Tiempo de hablar de Andrew Bird en el Circo Price

ANDREW BIRD

FECHA: 12 de junio

LUGAR: Circo Price, Madrid

Foto cedida por Heinekenpro.com, fotógrafo: CARLA MIR

Hay artistas y cantantes especiales. Se trata de personas que hablan y cantan, y aunque no entandamos lo que dicen sus canciones, muchas veces, son capaces de transmitir más que si las entendiéramos. Ejemplos de ello, desde el punto de vista del que escribe esta crónica, serían David Bowie, Damien Rice o M. Ward. Trasladando esto al espectro nacional, ya comprendiendo algo de lo que sus temas tratan de comunicar, me gustan artistas como Antonio Vega, Nacho Vegas o Aute, todos ellos de generaciones bien distintas genearaciones. Andrew Bird formaría parte de los habitantes de ese país. Con el recital que ofreció el pasado martes en el Circo Price, confirmó algo que ya sabía. Y se esclarecieron mis sospechas.

Recibía mi entrada en el recinto una oscuridad y alguna frase acertada: “ya está ahí el hombre orquesta”. Tras una introducción larga, solo frente al peligro, Bird se enfrentaba con éxito a un público exigente. Loops, repeticiones y grabaciones, y tras los aplausos la irrupción de los músicos en el escenario –guitarra, bajo, percusión-. Why es una buena pieza para empezar el puzzle, un aperiticvo que introducía un menú cuyo plato principal era Break it Yourself, lo último con lo que nos ha deleitado el norteamericano en este año.

La marcha de Nyatti hacía que nos meneáramos al ritmo dela música. Tristes son los temas que se bailan, emocionantes los que van creciendo y recuerdan que la rotundidad tiene más que ver con la intensidad que con el volumen.

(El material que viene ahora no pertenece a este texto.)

#[cfg(test)]
mod tests {
    use super::super::test_support::temp_ledger;
    use super::*;
    use std::sync::Arc;

    const GUILD: CommunityId = CommunityId(100);
    const ALICE: MemberId = MemberId(1);
    const BOB: MemberId = MemberId(2);

    #[tokio::test]
    async fn test_ensure_is_idempotent() {
        let (_dir, ledger) = temp_ledger().await;
        ledger.ensure(GUILD, ALICE).await.unwrap();
        ledger.ensure(GUILD, ALICE).await.unwrap();

        assert_eq!(ledger.account_count(GUILD).await.unwrap(), 1);
        let account = ledger.get(GUILD, ALICE).await.unwrap();
        assert_eq!(account.total_xp, 0);
        assert_eq!(account.level, 0);
        assert_eq!(account.last_message_award_at, 0);
        assert_eq!(account.last_reaction_award_at, 0);
    }

    #[tokio::test]
    async fn test_get_creates_missing_account() {
        let (_dir, ledger) = temp_ledger().await;
        let account = ledger.get(GUILD, BOB).await.unwrap();
        assert_eq!(account.member, BOB);
        assert_eq!(ledger.account_count(GUILD).await.unwrap(), 1);
    }

    #[tokio::test]
    async fn test_add_is_additive() {
        let (_dir, ledger) = temp_ledger().await;
        ledger.add(GUILD, ALICE, 30).await.unwrap();
        ledger.add(GUILD, ALICE, 70).await.unwrap();
        ledger.add(GUILD, BOB, 100).await.unwrap();

        let split = ledger.get(GUILD, ALICE).await.unwrap();
        let single = ledger.get(GUILD, BOB).await.unwrap();
        assert_eq!(split.total_xp, single.total_xp);
        assert_eq!(split.level, single.level);
        assert_eq!(split.level, 1);
    }

    #[tokio::test]
    async fn test_add_reports_level_up() {
        let (_dir, ledger) = temp_ledger().await;
        ledger.add(GUILD, ALICE, 95).await.unwrap();
        let outcome = ledger.add(GUILD, ALICE, 10).await.unwrap();
        assert_eq!(outcome.old_level, 0);
        assert_eq!(outcome.new_level, 1);
        assert_eq!(outcome.old_total, 95);
        assert_eq!(outcome.new_total, 105);
        assert!(outcome.leveled_up());
    }

    #[tokio::test]
    async fn test_concurrent_adds_lose_nothing() {
        let (_dir, ledger) = temp_ledger().await;
        let ledger = Arc::new(ledger);

        let mut handles = Vec::new();
        for _ in 0..50 {
            let ledger = Arc::clone(&ledger);
            handles.push(tokio::spawn(async move {
                ledger.add(GUILD, ALICE, 10).await.unwrap()
            }));
        }
        for handle in handles {
            handle.await.unwrap();
        }

        let account = ledger.get(GUILD, ALICE).await.unwrap();
        assert_eq!(account.total_xp, 500);
        assert_eq!(account.level, ledger.curve().level_from_total(500));
    }

    #[tokio::test]
    async fn test_set_total_overwrites() {
        let (_dir, ledger) = temp_ledger().await;
        ledger.add(GUILD, ALICE, 5_000).await.unwrap();
        let outcome = ledger.set_total(GUILD, ALICE, 500).await.unwrap();
        assert_eq!(outcome.old_total, 5_000);
        assert_eq!(outcome.new_total, 500);

        let account = ledger.get(GUILD, ALICE).await.unwrap();
        assert_eq!(account.total_xp, 500);
        assert_eq!(account.level, 2);
    }

    #[tokio::test]
    async fn test_touch_cooldown_is_independent_of_xp() {
        let (_dir, ledger) = temp_ledger().await;
        ledger
            .touch_cooldown(GUILD, ALICE, CooldownSlot::Reaction, 1_234)
            .await
            .unwrap();
        let account = ledger.get(GUILD, ALICE).await.unwrap();
        assert_eq!(account.total_xp, 0);
        assert_eq!(account.last_reaction_award_at, 1_234);
        assert_eq!(account.last_message_award_at, 0);
    }

    #[tokio::test]
    async fn test_try_award_declines_inside_cooldown() {
        let (_dir, ledger) = temp_ledger().await;
        let now = 10_000_000;
        ledger
            .touch_cooldown(GUILD, ALICE, CooldownSlot::Message, now - 30_000)
            .await
            .unwrap();

        let outcome = ledger
            .try_award(GUILD, ALICE, Some(CooldownSlot::Message), now, 60, 20)
            .await
            .unwrap();
        assert!(outcome.is_none());

        let account = ledger.get(GUILD, ALICE).await.unwrap();
        assert_eq!(account.total_xp, 0);
        assert_eq!(account.last_message_award_at, now - 30_000);
    }

    #[tokio::test]
    async fn test_try_award_grants_after_cooldown() {
        let (_dir, ledger) = temp_ledger().await;
        let now = 10_000_000;
        ledger
            .touch_cooldown(GUILD, ALICE, CooldownSlot::Message, now - 90_000)
            .await
            .unwrap();

        let outcome = ledger
            .try_award(GUILD, ALICE, Some(CooldownSlot::Message), now, 60, 20)
            .await
            .unwrap()
            .expect("award should be granted");
        assert_eq!(outcome.new_total, 20);

        let account = ledger.get(GUILD, ALICE).await.unwrap();
        assert_eq!(account.total_xp, 20);
        assert_eq!(account.last_message_award_at, now);
    }

    #[tokio::test]
    async fn test_try_award_duplicates_pass_once() {
        let (_dir, ledger) = temp_ledger().await;
        let ledger = Arc::new(ledger);
        let now = 50_000_000;

        let mut handles = Vec::new();
        for _ in 0..8 {
            let ledger = Arc::clone(&ledger);
            handles.push(tokio::spawn(async move {
                ledger
                    .try_award(GUILD, ALICE, Some(CooldownSlot::Message), now, 60, 15)
                    .await
                    .unwrap()
            }));
        }
        let mut granted = 0;
        for handle in handles {
            if handle.await.unwrap().is_some() {
                granted += 1;
            }
        }
        assert_eq!(granted, 1);
        assert_eq!(ledger.get(GUILD, ALICE).await.unwrap().total_xp, 15);
    }

    #[tokio::test]
    async fn test_ungated_award_ignores_cooldowns() {
        let (_dir, ledger) = temp_ledger().await;
        for _ in 0..3 {
            let outcome = ledger.try_award(GUILD, ALICE, None, 1, 60, 10).await.unwrap();
            assert!(outcome.is_some());
        }
        assert_eq!(ledger.get(GUILD, ALICE).await.unwrap().total_xp, 30);
    }

    #[tokio::test]
    async fn test_leaderboard_order_and_rank() {
        let (_dir, ledger) = temp_ledger().await;
        let carol = MemberId(3);
        ledger.add(GUILD, ALICE, 50).await.unwrap();
        ledger.add(GUILD, BOB, 300).await.unwrap();
        ledger.add(GUILD, carol, 50).await.unwrap();
        ledger.add(CommunityId(999), MemberId(9), 10_000).await.unwrap();

        let top = ledger.top_accounts(GUILD, 10).await.unwrap();
        let order: Vec<MemberId> = top.iter().map(|a| a.member).collect();
        assert_eq!(order, vec![BOB, ALICE, carol]);

        assert_eq!(ledger.rank_of(GUILD, BOB).await.unwrap(), 1);
        assert_eq!(ledger.rank_of(GUILD, ALICE).await.unwrap(), 2);
        assert_eq!(ledger.rank_of(GUILD, carol).await.unwrap(), 3);

        let limited = ledger.top_accounts(GUILD, 1).await.unwrap();
        assert_eq!(limited.len(), 1);
        assert_eq!(limited[0].member, BOB);
    }
}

Desperation Breeds… abría de nuevo la puerta de Break it yourself, disco que no sonó entero, pero que fue la columna vertebral del concierto. Bird musitaba, casi gemía… y su violín lloraba. Una de las más celebradas fue Measuring cups, un tema que crece hasta alcanzar límites insospechados. Los golpes con los que se abre gustaron mucho, algunos reconocían la canción o parecían hacerlo. Con estas canciones daba la impresión de que había quien, como yo, íbamos haciendo una banda sonora musicando la noche. Un muñeco velaba, en el centro del escenario, junto a los miembros de la banda, por la seguridad y el contento del público. Era un muñeco muy Tim Burton. Lazy projector va un poco en esa onda de “balada propia” del de Illinois. Con Danse Carribe pudimos disfrutar de la sensibilidad de la voz de Bird, deslizándose de un acorde dylaniano a otro más propio de Cohen, otra de las joyas de Break it yourself.

Armchairs es una de esas canciones lentas, susurradas y sugerentes. El concierto avanzaba y nosotros, con él, recorríamos su trayecto. Para seguir con el disco a presenta, la siguiente fue Eyeoneye, esa canción de comienzo velvetieano muy setentera. Más coros, ida y vuelta en el tiempo. Este disco es un lujo que Bird ha tardado en cocinar dos años, una espera que ha merecido la pena.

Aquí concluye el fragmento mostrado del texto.